─── EXTRACTED RECORDS

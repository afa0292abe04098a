//! Test-only mock LLM provider.
//!
//! Embeddings are deterministic: every input maps to the same normalized
//! vector on every call, so retrieval order in tests is stable.

use std::sync::{Arc, Mutex, MutexGuard, PoisonError};

use crate::error::LlmError;
use crate::provider::{LlmProvider, Message};

pub const MOCK_EMBEDDING_DIM: usize = 8;

#[derive(Debug, Clone)]
pub struct MockProvider {
    responses: Arc<Mutex<Vec<String>>>,
    embed_calls: Arc<Mutex<Vec<Vec<String>>>>,
    chat_calls: Arc<Mutex<Vec<Vec<Message>>>>,
    pub default_response: String,
    pub supports_embeddings: bool,
    pub fail_chat: bool,
    pub fail_embed: bool,
}

impl Default for MockProvider {
    fn default() -> Self {
        Self {
            responses: Arc::new(Mutex::new(Vec::new())),
            embed_calls: Arc::new(Mutex::new(Vec::new())),
            chat_calls: Arc::new(Mutex::new(Vec::new())),
            default_response: "mock response".into(),
            supports_embeddings: true,
            fail_chat: false,
            fail_embed: false,
        }
    }
}

fn lock<T>(m: &Mutex<T>) -> MutexGuard<'_, T> {
    m.lock().unwrap_or_else(PoisonError::into_inner)
}

impl MockProvider {
    #[must_use]
    pub fn with_responses(responses: Vec<String>) -> Self {
        Self {
            responses: Arc::new(Mutex::new(responses)),
            ..Self::default()
        }
    }

    #[must_use]
    pub fn failing() -> Self {
        Self {
            fail_chat: true,
            fail_embed: true,
            ..Self::default()
        }
    }

    #[must_use]
    pub fn without_embeddings(mut self) -> Self {
        self.supports_embeddings = false;
        self
    }

    #[must_use]
    pub fn failing_embed(mut self) -> Self {
        self.fail_embed = true;
        self
    }

    /// Every batch passed to `embed_batch`, in call order.
    #[must_use]
    pub fn embed_calls(&self) -> Vec<Vec<String>> {
        lock(&self.embed_calls).clone()
    }

    /// Every message list passed to `chat`, in call order.
    #[must_use]
    pub fn chat_calls(&self) -> Vec<Vec<Message>> {
        lock(&self.chat_calls).clone()
    }

    /// Total number of texts embedded across all calls.
    #[must_use]
    pub fn embedded_text_count(&self) -> usize {
        lock(&self.embed_calls).iter().map(Vec::len).sum()
    }
}

/// Deterministic unit vector derived from the bytes of `text`.
#[must_use]
pub fn mock_embedding(text: &str) -> Vec<f32> {
    let mut v = [0.0f32; MOCK_EMBEDDING_DIM];
    for (i, b) in text.bytes().enumerate() {
        v[(usize::from(b) + i) % MOCK_EMBEDDING_DIM] += 1.0;
    }
    let norm = v.iter().map(|x| x * x).sum::<f32>().sqrt();
    if norm > 0.0 {
        for x in &mut v {
            *x /= norm;
        }
    } else {
        v[0] = 1.0;
    }
    v.to_vec()
}

impl LlmProvider for MockProvider {
    async fn chat(&self, messages: &[Message]) -> Result<String, LlmError> {
        lock(&self.chat_calls).push(messages.to_vec());
        if self.fail_chat {
            return Err(LlmError::Other("mock LLM error".into()));
        }
        let mut responses = lock(&self.responses);
        if responses.is_empty() {
            Ok(self.default_response.clone())
        } else {
            Ok(responses.remove(0))
        }
    }

    async fn embed_batch(&self, inputs: &[&str]) -> Result<Vec<Vec<f32>>, LlmError> {
        if !self.supports_embeddings {
            return Err(LlmError::EmbedUnsupported { provider: "mock" });
        }
        if inputs.is_empty() {
            return Ok(Vec::new());
        }
        lock(&self.embed_calls).push(inputs.iter().map(|s| (*s).to_owned()).collect());
        if self.fail_embed {
            return Err(LlmError::Other("mock embedding error".into()));
        }
        Ok(inputs.iter().map(|s| mock_embedding(s)).collect())
    }

    fn supports_embeddings(&self) -> bool {
        self.supports_embeddings
    }

    fn name(&self) -> &'static str {
        "mock"
    }
}
//! Question answering: embed → retrieve → prompt → generate.

use std::sync::Arc;

use codeqa_llm::{LlmProvider, Message};
use codeqa_store::{QueryHit, VectorStore};

use crate::error::Result;
use crate::indexer::{DEFAULT_COLLECTION, require_embeddings};

/// Placed between retrieved chunks in the prompt context.
pub const CONTEXT_SEPARATOR: &str = "\n\n---\n\n";

pub const DEFAULT_TOP_K: u64 = 3;

pub const DEFAULT_SYSTEM_PROMPT: &str =
    "You are a helpful assistant that answers questions about the user's codebase written in C#.";

/// Retrieval and prompting settings.
#[derive(Debug, Clone)]
pub struct QueryConfig {
    pub collection: String,
    pub top_k: u64,
    pub system_prompt: String,
}

impl Default for QueryConfig {
    fn default() -> Self {
        Self {
            collection: DEFAULT_COLLECTION.into(),
            top_k: DEFAULT_TOP_K,
            system_prompt: DEFAULT_SYSTEM_PROMPT.into(),
        }
    }
}

/// Join retrieved documents in store order.
#[must_use]
pub fn build_context(hits: &[QueryHit]) -> String {
    hits.iter()
        .map(|h| h.document.as_str())
        .collect::<Vec<_>>()
        .join(CONTEXT_SEPARATOR)
}

#[must_use]
pub fn build_messages(system_prompt: &str, context: &str, question: &str) -> Vec<Message> {
    vec![
        Message::system(system_prompt),
        Message::user(format!("Context:\n{context}\n\nQuestion: {question}")),
    ]
}

/// Answers questions using the embedding gateway `E`, the generation
/// gateway `C` and a vector store.
pub struct QueryEngine<E: LlmProvider, C: LlmProvider> {
    store: Arc<dyn VectorStore>,
    embedder: Arc<E>,
    chat: Arc<C>,
    config: QueryConfig,
}

impl<E: LlmProvider, C: LlmProvider> QueryEngine<E, C> {
    #[must_use]
    pub fn new(
        store: Arc<dyn VectorStore>,
        embedder: Arc<E>,
        chat: Arc<C>,
        config: QueryConfig,
    ) -> Self {
        Self {
            store,
            embedder,
            chat,
            config,
        }
    }

    #[must_use]
    pub fn config(&self) -> &QueryConfig {
        &self.config
    }

    /// Return the `top_k` stored chunks nearest to `question`.
    ///
    /// # Errors
    ///
    /// Returns an error if the embedder cannot embed, or if embedding or
    /// search fails.
    pub async fn retrieve(&self, question: &str) -> Result<Vec<QueryHit>> {
        require_embeddings(self.embedder.as_ref())?;
        let vector = self.embedder.embed(question).await?;
        let hits = self
            .store
            .query(&self.config.collection, vector, self.config.top_k)
            .await?;
        tracing::debug!(
            hits = hits.len(),
            ids = ?hits.iter().map(|h| h.id.as_str()).collect::<Vec<_>>(),
            "retrieved context"
        );
        Ok(hits)
    }

    /// Answer `question` from retrieved context. The generated text is
    /// returned verbatim.
    ///
    /// # Errors
    ///
    /// Returns an error if embedding, search or generation fails.
    pub async fn ask(&self, question: &str) -> Result<String> {
        let hits = self.retrieve(question).await?;
        if hits.is_empty() {
            tracing::warn!("no stored chunks matched; answering without context");
        }
        let context = build_context(&hits);
        let messages = build_messages(&self.config.system_prompt, &context, question);
        Ok(self.chat.chat(&messages).await?)
    }
}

──────

- _THE PROBLEM_: Working from the entries above, return all lines that contain "QueryHit".

- _ANSWER TO THIS EXERCISE_:
use codeqa_store::{QueryHit, VectorStore};
pub fn build_context(hits: &[QueryHit]) -> String {
    pub async fn retrieve(&self, question: &str) -> Result<Vec<QueryHit>> {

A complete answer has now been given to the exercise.